## AIM OF THE TASK
A single number is the expected answer: the count of lines in the records below that contain "best".

## ENTRIES SUPPLIED
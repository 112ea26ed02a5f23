//! Selection sort

use super::{Progress, Step, StepProducer};
use crate::buffer::{Order, WorkingBuffer};

/// Selection sort. Every position except the last gets exactly one swap,
/// including no-op swaps when the extremum is already in place.
#[derive(Debug, Clone)]
pub struct SelectionSort {
    order: Order,
    len: usize,
    /// Next position to fill
    i: usize,
}

impl SelectionSort {
    pub fn new(len: usize, order: Order) -> Self {
        SelectionSort { order, len, i: 0 }
    }
}

impl StepProducer for SelectionSort {
    fn advance(&mut self, buffer: &mut WorkingBuffer) -> Progress {
        if self.i + 1 >= self.len {
            return Progress::Completed;
        }

        let i = self.i;
        let mut best = i;
        for j in i + 1..self.len {
            // strict: ties keep the first occurrence
            if self.order.precedes(buffer.get(j), buffer.get(best)) {
                best = j;
            }
        }

        buffer.swap(i, best);
        self.i += 1;
        Progress::Progressed(Step::Swap { a: i, b: best })
    }
}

## WRITTEN ANSWER
5